Nesse sentido, a mídia social e os grupos de pacientes on-line já estão mudando o cenário da pesquisa clínica ao aumentar a interação entre pesquisadores, pacientes e familiares, ao mesmo tempo em que aumentam o acesso a estudos clínicos que antes eram conhecidos apenas por especialistas em cada especialidade e divulgam os resultados em um piscar de olhos, impulsionando a conversa com os pacientes durante a pesquisa clínica.
O envolvimento de grupos de pacientes na concepção de testes de medicamentos começou com a busca de tratamentos para aqueles que sofrem de “COVID longo” ou COVID prolongado e promete continuar no futuro.
Muitas vezes, os pesquisadores agora entendem que são os pacientes que sabem mais sobre suas doenças raras e podem colaborar para melhorar os processos de estudo de novos medicamentos. Os pacientes e os cientistas trabalharão lado a lado no futuro para que os medicamentos cheguem mais cedo a quem precisa deles.
Os grupos populacionais que hoje estão sub-representados nos ensaios clínicos – pessoas de diferentes etnias e idades, falantes de diferentes idiomas, pessoas de diferentes gêneros – precisarão ser incluídos nos ensaios clínicos sob considerações éticas de alto nível para garantir que os novos tratamentos sejam eficazes e seguros em todos os subgrupos.

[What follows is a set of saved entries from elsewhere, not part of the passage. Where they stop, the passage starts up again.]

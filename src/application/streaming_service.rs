// Streaming dashboard service - Progressive loading and live refresh
use crate::application::dashboard_service::DashboardService;
use crate::domain::dashboard::{ChartSkeleton, StreamMessage, TileSkeleton};
use crate::domain::error::GeneratorError;
use crate::infrastructure::config::GeneratorSettings;
use chrono::NaiveDateTime;
use futures::stream::{Stream, StreamExt};
use std::time::{Duration, Instant};
use tokio::sync::mpsc;
use tokio_stream::wrappers::IntervalStream;

const CHANNEL_CAPACITY: usize = 100;

#[derive(Clone)]
pub struct StreamingDashboardService {
    dashboard: DashboardService,
    settings: GeneratorSettings,
}

impl StreamingDashboardService {
    pub fn new(dashboard: DashboardService, settings: GeneratorSettings) -> Self {
        Self {
            dashboard,
            settings,
        }
    }

    /// Skeleton first, then one update per widget as its simulated load
    /// finishes, then a completion event once every widget has reported.
    pub async fn stream_dashboard(&self, now: NaiveDateTime) -> mpsc::Receiver<StreamMessage> {
        let (tx, rx) = mpsc::channel(CHANNEL_CAPACITY);
        let start_time = Instant::now();
        let config = self.dashboard.config();

        // 1. Build and send skeleton immediately
        let skeleton = StreamMessage::Skeleton {
            title: config.title.clone(),
            tiles: config
                .tiles
                .iter()
                .map(|t| TileSkeleton {
                    id: t.id.clone(),
                    title: t.title.clone(),
                    unit: t.unit.clone(),
                    precision: t.precision,
                })
                .collect(),
            charts: config
                .charts
                .iter()
                .map(|c| ChartSkeleton {
                    id: c.id.clone(),
                    title: c.title.clone(),
                    unit: c.unit.clone(),
                    kind: c.kind,
                })
                .collect(),
        };
        let _ = tx.send(skeleton).await;

        let mut handles = Vec::new();

        // 2. Spawn tasks for tiles
        for tile_config in &config.tiles {
            let tx = tx.clone();
            let dashboard = self.dashboard.clone();
            let tile_config = tile_config.clone();
            let latency = self.simulated_latency();

            handles.push(tokio::spawn(async move {
                tokio::time::sleep(latency).await;
                let tile = dashboard.generate_tile(&tile_config);
                let msg = StreamMessage::TileUpdate {
                    id: tile.id,
                    value: tile.value,
                };
                let _ = tx.send(msg).await;
            }));
        }

        // 3. Spawn tasks for charts
        for chart_config in &config.charts {
            let tx = tx.clone();
            let dashboard = self.dashboard.clone();
            let chart_config = chart_config.clone();
            let latency = self.simulated_latency();

            handles.push(tokio::spawn(async move {
                tokio::time::sleep(latency).await;
                let msg = match dashboard.generate_chart(&chart_config, now) {
                    Ok(chart) => StreamMessage::ChartUpdate {
                        id: chart.id,
                        series: chart.series,
                    },
                    Err(e) => {
                        tracing::warn!("Chart {} failed: {}", chart_config.id, e);
                        StreamMessage::ChartError {
                            id: chart_config.id,
                            error: e.to_string(),
                        }
                    }
                };
                let _ = tx.send(msg).await;
            }));
        }

        // 4. Completion once every widget task has finished
        let widgets = handles.len();
        tokio::spawn(async move {
            for result in futures::future::join_all(handles).await {
                if let Err(e) = result {
                    tracing::error!("Widget task failed: {}", e);
                }
            }

            let msg = StreamMessage::Complete {
                widgets,
                duration_ms: start_time.elapsed().as_millis() as u64,
            };
            let _ = tx.send(msg).await;
        });

        rx
    }

    /// Regenerate one chart every `refresh_interval_ms`, reading the current
    /// time from `clock` on each tick.
    pub fn live_chart<F>(
        &self,
        id: &str,
        clock: F,
    ) -> Result<impl Stream<Item = StreamMessage> + Send + use<F>, GeneratorError>
    where
        F: Fn() -> NaiveDateTime + Send + 'static,
    {
        let chart_config = self
            .dashboard
            .config()
            .chart(id)
            .cloned()
            .ok_or_else(|| GeneratorError::UnknownChart(id.to_string()))?;
        let dashboard = self.dashboard.clone();
        let period = Duration::from_millis(self.settings.refresh_interval_ms.max(1));

        tracing::debug!("Live refresh of chart {} every {:?}", chart_config.id, period);

        let ticks = IntervalStream::new(tokio::time::interval(period));
        Ok(ticks.map(move |_| match dashboard.generate_chart(&chart_config, clock()) {
            Ok(chart) => StreamMessage::ChartUpdate {
                id: chart.id,
                series: chart.series,
            },
            Err(e) => StreamMessage::ChartError {
                id: chart_config.id.clone(),
                error: e.to_string(),
            },
        }))
    }

    fn simulated_latency(&self) -> Duration {
        let min = self.settings.min_latency_ms as f64;
        let max = (self.settings.max_latency_ms as f64).max(min);
        let millis = self.dashboard.series().draw(min, max, 0);
        Duration::from_millis(millis as u64)
    }
}

#[cfg(test)]
mod tests {
    use super::*;
    use crate::application::series_service::{SeriesService, share_source};
    use crate::infrastructure::config::DashboardConfig;
    use crate::infrastructure::rng::StdRandomSource;
    use chrono::NaiveDate;

    fn now() -> NaiveDateTime {
        NaiveDate::from_ymd_opt(2024, 4, 1)
            .unwrap()
            .and_hms_opt(12, 0, 0)
            .unwrap()
    }

    fn service(min_latency_ms: u64, max_latency_ms: u64) -> StreamingDashboardService {
        let series = SeriesService::new(share_source(StdRandomSource::seeded(6)));
        let dashboard = DashboardService::new(series, DashboardConfig::default());
        StreamingDashboardService::new(
            dashboard,
            GeneratorSettings {
                seed: Some(6),
                min_latency_ms,
                max_latency_ms,
                refresh_interval_ms: 10,
            },
        )
    }

    #[tokio::test]
    async fn test_stream_order() {
        let svc = service(0, 5);
        let config = DashboardConfig::default();
        let mut rx = svc.stream_dashboard(now()).await;

        let mut messages = Vec::new();
        while let Some(msg) = rx.recv().await {
            messages.push(msg);
        }

        let widgets = config.tiles.len() + config.charts.len();
        assert_eq!(messages.len(), widgets + 2);
        assert!(matches!(messages.first(), Some(StreamMessage::Skeleton { .. })));
        match messages.last() {
            Some(StreamMessage::Complete { widgets: n, .. }) => assert_eq!(*n, widgets),
            other => panic!("expected completion, got {other:?}"),
        }

        let chart_updates = messages
            .iter()
            .filter(|m| matches!(m, StreamMessage::ChartUpdate { .. }))
            .count();
        assert_eq!(chart_updates, config.charts.len());
    }

    #[tokio::test]
    async fn test_latency_is_simulated() {
        let svc = service(20, 30);
        let started = Instant::now();
        let mut rx = svc.stream_dashboard(now()).await;
        while rx.recv().await.is_some() {}
        assert!(started.elapsed() >= Duration::from_millis(20));
    }

    #[tokio::test]
    async fn test_live_chart_refreshes() {
        let svc = service(0, 0);
        let stream = svc.live_chart("power-hourly", now).unwrap();
        let updates: Vec<_> = stream.take(3).collect().await;

        assert_eq!(updates.len(), 3);
        for update in &updates {
            match update {
                StreamMessage::ChartUpdate { id, series } => {
                    assert_eq!(id, "power-hourly");
                    assert_eq!(series.len(), 24);
                }
                other => panic!("unexpected message {other:?}"),
            }
        }
    }

    #[test]
    fn test_live_chart_unknown_id() {
        let svc = service(0, 0);
        assert!(matches!(
            svc.live_chart("missing", now),
            Err(GeneratorError::UnknownChart(_))
        ));
    }
}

A pesquisa clínica com crianças também aumentará no futuro, à medida que cresce a percepção de que há necessidade de medicamentos projetados para a população pediátrica, em vez de usar medicamentos para adultos em doses menores, como se os corpos das crianças fossem simplesmente versões reduzidas dos corpos dos adultos.
Muitas doenças raras, como a esclerodermia e outras que afetam o mecanismo lipídico, manifestam-se na infância, e há necessidade de tratamentos inovadores que possam ser administrados precocemente para evitar a progressão dos sintomas e danos futuros.
Regulamentações e autorizações
Obviamente, para que os medicamentos inovadores cheguem mais rapidamente a quem precisa deles, é essencial melhorar os sistemas governamentais que regulam as aprovações de medicamentos e também melhorar o acesso a informações transparentes e precisas sobre pesquisas clínicas em todo o mundo.
Estima-se que, até 2030, 1 em cada 3 pessoas com mais de 50 anos sofrerá de uma doença crônica que exigirá tratamentos adaptados a cada paciente, de acordo com seu perfil genético, metabolismo e ambiente. Sem dúvida, a medicina de precisão baseada na pesquisa clínica melhorará a vida dos pacientes, mas somente se eles puderem ter acesso a ela em tempo hábil.